However, they were less interested in the specific doctrine, the truth content of revelation, than in a disposition or cast of mind. To his slight annoyance, a friend [of mine], who was at that time attracted by this circle, was not invited. He was—they intimated— not authentic enough. For he hesitated before Kierkegaard’s leap, suspecting that any religion con­jured up out of autonomous thinking would subordinate itself to the latter, and would negate itself as the absolute which, after all, in terms of its own conceptual nature, it wants to be. 

I’m going to fill in a few details, and then we can see what they add up to. We know from Adorno’s papers that the friend in question was Siegfried Kracauer. If you’re reading that name for the first time, you could, just for now, think of him as the other Walter Benjamin, a second German-Jewish intellectual, close to Adorno, a good decade his senior, transfixed by popular culture in a way that Adorno manifestly was not, determined to remake thought around the experience of modern cities, and with a great many illuminating things to say about photography and film. (But then Adorno met Kracauer in his late teens, which means that in T.W.A.’s biography, he came first. Benjamin appears as a kind of second Kracauer. Also: You have to be able to imagine a Benjamin who was able to hold down a job at a major newspaper and who managed to make it out of France.)

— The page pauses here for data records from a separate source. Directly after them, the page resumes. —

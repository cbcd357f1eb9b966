//! Constraint bundle passed to each allocation call.

use serde::{Deserialize, Serialize};
use std::collections::BTreeSet;

use crate::models::{deserialize_names, normalize_full_name, ExclusionSet};

/// Meaning of an empty affiliation allow-list.
#[derive(Debug, Clone, Copy, Default, PartialEq, Eq, Serialize, Deserialize)]
#[serde(rename_all = "kebab-case")]
pub enum EmptyAffiliationMode {
    /// Empty list admits every affiliation.
    #[default]
    NoRestriction,
    /// Empty list admits nobody.
    ExcludeAll,
}

/// Which side wins when a locked person also appears in an exclusion set.
#[derive(Debug, Clone, Copy, Default, PartialEq, Eq, Serialize, Deserialize)]
#[serde(rename_all = "kebab-case")]
pub enum LockPrecedence {
    /// Locked entries stay on the roster regardless of exclusions.
    #[default]
    LockedWins,
    /// Excluded locked entries are dropped from the roster and reported.
    ExclusionWins,
}

/// Inclusive height bounds in centimetres.
#[derive(Debug, Clone, Copy, PartialEq, Serialize, Deserialize)]
pub struct HeightRange {
    /// Lower bound (inclusive).
    pub min_cm: f64,
    /// Upper bound (inclusive).
    pub max_cm: f64,
}

impl HeightRange {
    /// Creates a range.
    pub fn new(min_cm: f64, max_cm: f64) -> Self {
        Self { min_cm, max_cm }
    }

    /// Whether `height` lies within the bounds.
    pub fn contains(&self, height: f64) -> bool {
        height >= self.min_cm && height <= self.max_cm
    }

    /// Whether the bounds are ordered and finite.
    pub fn is_valid(&self) -> bool {
        self.min_cm.is_finite() && self.max_cm.is_finite() && self.min_cm <= self.max_cm
    }
}

/// Immutable eligibility settings for one allocation.
///
/// Every deny-list is matched against the trimmed candidate field. An empty
/// deny-list denies nothing.
///
/// # Examples
///
/// ```
/// use u_roster::constraints::{Constraints, HeightRange};
/// use u_roster::models::ExclusionSet;
///
/// let constraints = Constraints::new()
///     .with_affiliation("Bn1")
///     .deny_grade("F")
///     .deny_position_containing("admin")
///     .with_height_range(HeightRange::new(165.0, 190.0))
///     .with_max_times_assigned(3)
///     .with_exclusions(ExclusionSet::from_names("leave", ["Anan Dee"]));
/// assert!(constraints.excluded_names().contains("Anan Dee"));
/// ```
#[derive(Debug, Clone, Default, PartialEq, Serialize, Deserialize)]
#[serde(default)]
pub struct Constraints {
    /// Affiliation allow-list.
    pub affiliations: BTreeSet<String>,
    /// Meaning of an empty `affiliations` list.
    pub empty_affiliation: EmptyAffiliationMode,
    /// Grade tags to exclude.
    pub denied_grades: BTreeSet<String>,
    /// Administrative-duty tags to exclude.
    pub denied_admin_duties: BTreeSet<String>,
    /// Athlete tags to exclude.
    pub denied_athlete_tags: BTreeSet<String>,
    /// Club tags to exclude.
    pub denied_clubs: BTreeSet<String>,
    /// Position tags to exclude (exact match).
    pub denied_positions: BTreeSet<String>,
    /// Substrings; a position containing any of them is excluded.
    pub position_patterns: Vec<String>,
    /// Height window. `None` = no height filter.
    pub height_range: Option<HeightRange>,
    /// Ceiling on "times assigned". `None` = no ceiling.
    pub max_times_assigned: Option<u32>,
    /// Externally supplied exclusion sets.
    pub exclusions: Vec<ExclusionSet>,
    /// Normalized names already in the current roster draft.
    #[serde(deserialize_with = "deserialize_names")]
    pub draft_names: BTreeSet<String>,
    /// Locked-vs-excluded resolution.
    pub lock_precedence: LockPrecedence,
}

impl Constraints {
    /// Creates an unrestricted bundle.
    pub fn new() -> Self {
        Self::default()
    }

    /// Adds an affiliation to the allow-list.
    pub fn with_affiliation(mut self, affiliation: impl Into<String>) -> Self {
        self.affiliations.insert(affiliation.into());
        self
    }

    /// Sets the empty allow-list semantics.
    pub fn with_empty_affiliation(mut self, mode: EmptyAffiliationMode) -> Self {
        self.empty_affiliation = mode;
        self
    }

    /// Denies a grade tag.
    pub fn deny_grade(mut self, grade: impl Into<String>) -> Self {
        self.denied_grades.insert(grade.into());
        self
    }

    /// Denies an administrative-duty tag.
    pub fn deny_admin_duty(mut self, duty: impl Into<String>) -> Self {
        self.denied_admin_duties.insert(duty.into());
        self
    }

    /// Denies an athlete tag.
    pub fn deny_athlete_tag(mut self, tag: impl Into<String>) -> Self {
        self.denied_athlete_tags.insert(tag.into());
        self
    }

    /// Denies a club tag.
    pub fn deny_club(mut self, club: impl Into<String>) -> Self {
        self.denied_clubs.insert(club.into());
        self
    }

    /// Denies an exact position tag.
    pub fn deny_position(mut self, position: impl Into<String>) -> Self {
        self.denied_positions.insert(position.into());
        self
    }

    /// Denies positions containing `pattern`.
    pub fn deny_position_containing(mut self, pattern: impl Into<String>) -> Self {
        self.position_patterns.push(pattern.into());
        self
    }

    /// Sets the height window.
    pub fn with_height_range(mut self, range: HeightRange) -> Self {
        self.height_range = Some(range);
        self
    }

    /// Sets the "times assigned" ceiling.
    pub fn with_max_times_assigned(mut self, max: u32) -> Self {
        self.max_times_assigned = Some(max);
        self
    }

    /// Adds an exclusion set.
    pub fn with_exclusions(mut self, set: ExclusionSet) -> Self {
        self.exclusions.push(set);
        self
    }

    /// Marks a name as already present in the roster draft.
    pub fn with_draft_name(mut self, raw_name: &str) -> Self {
        let name = normalize_full_name(raw_name);
        if !name.is_empty() {
            self.draft_names.insert(name);
        }
        self
    }

    /// Sets lock-vs-exclusion precedence.
    pub fn with_lock_precedence(mut self, precedence: LockPrecedence) -> Self {
        self.lock_precedence = precedence;
        self
    }

    /// Union of all exclusion sets.
    ///
    /// Does not include `draft_names`; those block new allocation but do not
    /// affect locked entries.
    pub fn excluded_names(&self) -> ExclusionSet {
        ExclusionSet::union(&self.exclusions)
    }
}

        Apparently one of the Patmos people told Kracauer that he was inauthentic. I’m sure you don’t need to be told that no-one was accusing him of being watered down to suit American tastes, like he was a corrupted version of Kracauer the way they cook it back home. The existentialist doctrine of “authenticity” tends to involve variations of the following claims:

        -You need to know that you choose yourself, that you choose your identity, choose your way of living, choose your fundamental commitments. However you are, you weren’t just born that way.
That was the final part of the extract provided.